Прогуливаясь по улицам Арля, Клод наткнулся на очень красивую фотографию матери на городской стене. А рядом с ней – и он сам, маленький мальчик, ослепленный своей мамой. Улыбчивый…
Моя подруга Анни уже рассказала ему о моей записной книжке. У его жены, кажется, она вызвала больше любопытства. Он серьезно молча ее пролистал и через несколько минут вернул, задержавшись на нескольких страницах: «Это невероятно… Всех их я знал!»
В 1951-м, году записной книжки, Клоду было всего четыре года, он жил в Валлори с матерью Франсуазой, отцом Пабло Пикассо и сестрой Паломой. Они жили в маленьком непривлекательном доме, довольно далеко от моря, стоявшем посреди сухой травы… Его называли Галлуаз… Друзья часто удивлялись, что великий Пикассо довольствовался таким скромным жилищем.
Кокто, Дуглас Купер, Элюар, Лейрис, Брассай, Шагал, Дюбуа, Арагон, Ноай… «Я очень удивлен, обнаружив, что ее мир не изменился. Даже после расставания с моим отцом у нее были все те же друзья, она виделась с теми же самыми людьми!»
Можно понять, что для нее это было своего рода удовольствием оставаться в его орбите, знать, чем он занимается, где он, с кем… Или говорить о нем, передавать сообщения, оставаться в его жизни… В то же время с какой стати ей было менять друзей? И кто сказал, что она с ними действительно виделась? Некоторые, например Элюар, могли быть просто именами, которые она сохраняла, чтобы оставаться в курсе.
С другой стороны, имя Андре Маршана не вызвало у Клода Пикассо никаких воспоминаний… И он пообещал расспросить мать.
Я завершила встречу тем, что задала ему самый очевидный вопрос, правда через час после начала разговора. Хотя, по логике вещей, мне следовало с него начать: «Вы ее знали, Дору?..» Я была совершенно уверена, что он ответит «нет»… Разве мог сын Франсуазы за спиной матери встречаться с официальной любовницей отца? В своей книге Джеймс Лорд даже утверждает, что Дора «была слишком горда, чтобы общаться с Клодом […], живым символом ее унижения и страданий».
Очень тихим голосом он почти прошептал «да»… Как нечто само собой разумеющееся… Но разве это возможно? «Да, в 1977 году». В 1977-м? «Да, через четыре года после смерти Пикассо.
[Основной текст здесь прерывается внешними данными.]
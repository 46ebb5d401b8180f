//! Structured logging setup using tracing
//!
//! Human-readable console output on stderr plus an optional JSON file layer
//! with rotation.

use crate::config::LoggingConfig;
use crate::domain::{KitSyncError, Result};
use tracing::Level;
use tracing_appender::non_blocking::WorkerGuard;
use tracing_appender::rolling::{RollingFileAppender, Rotation};
use tracing_subscriber::layer::SubscriberExt;
use tracing_subscriber::util::SubscriberInitExt;
use tracing_subscriber::{EnvFilter, Layer};

/// Log file name inside `logging.local_path`
const LOG_FILE_NAME: &str = "kitsync.log";

/// Guard that must be kept alive for the duration of the program
/// to ensure logs are flushed properly
pub struct LoggingGuard {
    _file_guard: Option<WorkerGuard>,
}

/// Initialize the logging system based on configuration
///
/// `RUST_LOG` takes precedence over `log_level_str` when set.
///
/// # Example
///
/// ```no_run
/// use kitsync::logging::init_logging;
/// use kitsync::config::LoggingConfig;
///
/// let config = LoggingConfig::default();
/// let _guard = init_logging("info", &config).expect("Failed to initialize logging");
/// ```
pub fn init_logging(log_level_str: &str, config: &LoggingConfig) -> Result<LoggingGuard> {
    let log_level = parse_log_level(log_level_str)?;

    let env_filter = EnvFilter::try_from_default_env()
        .unwrap_or_else(|_| EnvFilter::new(format!("kitsync={log_level}")));

    let mut layers = Vec::new();

    // stdout carries command output, so logs go to stderr
    let console_layer = tracing_subscriber::fmt::layer()
        .with_target(false)
        .with_writer(std::io::stderr)
        .with_filter(env_filter.clone());
    layers.push(console_layer.boxed());

    let file_guard = if config.local_enabled {
        let rotation = parse_rotation(&config.local_rotation);

        std::fs::create_dir_all(&config.local_path).map_err(|e| {
            KitSyncError::Configuration(format!(
                "Failed to create log directory {}: {e}",
                config.local_path
            ))
        })?;

        let file_appender = RollingFileAppender::new(rotation, &config.local_path, LOG_FILE_NAME);
        let (non_blocking, guard) = tracing_appender::non_blocking(file_appender);

        let file_layer = tracing_subscriber::fmt::layer()
            .json()
            .with_target(true)
            .with_writer(non_blocking)
            .with_filter(env_filter);

        layers.push(file_layer.boxed());
        Some(guard)
    } else {
        None
    };

    tracing_subscriber::registry()
        .with(layers)
        .try_init()
        .map_err(|e| KitSyncError::Configuration(format!("Failed to initialize logging: {e}")))?;

    tracing::debug!(
        local_enabled = config.local_enabled,
        local_path = %config.local_path,
        "Logging initialized"
    );

    Ok(LoggingGuard {
        _file_guard: file_guard,
    })
}

fn parse_rotation(rotation: &str) -> Rotation {
    match rotation {
        "hourly" => Rotation::HOURLY,
        "never" => Rotation::NEVER,
        _ => Rotation::DAILY,
    }
}

/// Parse log level from string
fn parse_log_level(level_str: &str) -> Result<Level> {
    match level_str.to_lowercase().as_str() {
        "trace" => Ok(Level::TRACE),
        "debug" => Ok(Level::DEBUG),
        "info" => Ok(Level::INFO),
        "warn" => Ok(Level::WARN),
        "error" => Ok(Level::ERROR),
        _ => Err(KitSyncError::Configuration(format!(
            "Invalid log level: {level_str}. Must be one of: trace, debug, info, warn, error"
        ))),
    }
}

#[cfg(test)]
mod tests {
    use super::*;

    #[test]
    fn test_parse_log_level() {
        assert_eq!(parse_log_level("INFO").unwrap(), Level::INFO);
        assert_eq!(parse_log_level("trace").unwrap(), Level::TRACE);
        assert!(parse_log_level("loud").is_err());
    }

    #[test]
    fn test_parse_rotation_falls_back_to_daily() {
        assert_eq!(parse_rotation("hourly"), Rotation::HOURLY);
        assert_eq!(parse_rotation("never"), Rotation::NEVER);
        assert_eq!(parse_rotation("weekly"), Rotation::DAILY);
    }
}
Она позвонила мне и предложила встретиться, и я отправился к ней домой…»
Представляю, как он был взволнован встречей с одной из женщин, имевших наибольшее значение в жизни и работах отца. Отца, с которым он был жестоко разлучен в подростковом возрасте: после выхода книги Франсуазы Жило, в которой она рассказала о своей жизни с ним, Пикассо мстил ей, отказываясь видеть своих детей. «Ты должен был этому помешать!» – упрекнул сына разъяренный художник. Больше они никогда не встречались… Так что Дора разделила с Клодом тот факт, что их отвергли, каждого по-своему.
Ей было семьдесят. Она больше не входила в число почитателей дома моды Баленсиага, но, конечно, приложила усилия, чтобы хорошо выглядеть, быть причесанной и накрашенной. Возможно, она испытывала страх.
«Нет, вовсе нет, – ответил Клод Пикассо. – Она даже не особенно мной интересовалась…» Мне пора уже перестать наделять эту женщину чувствами, которые могла бы испытывать я. «Ее интересовали только деловые вопросы, связанные с ценностью имевшихся у нее работ Пикассо. Мне кажется, она вела себя со мной так же, как с моим отцом, сплошные претензии!»
Тем не менее он несколько раз возвращался на улицу Савой. При каждой встрече все те же вопросы, те же навязчивые идеи. Она была отлично осведомлена обо всех работах Пикассо, проданных на аукционах, хранила каталоги и отмечала цены на торгах. Воспринимал ли он ее как «больную»? «Не сумасшедшая, но и не вполне уравновешенная. Она была одержима исключительно ценой на картины». И очень скрытная, непостижимая, никому не доверявшая: только после ее смерти, двадцать лет спустя, он с изумлением обнаружил, сколько у нее было картин отца.
До конца ее жизни он посылал ей цветы на день рождения. Каждый год, 22 ноября, почти двадцать лет…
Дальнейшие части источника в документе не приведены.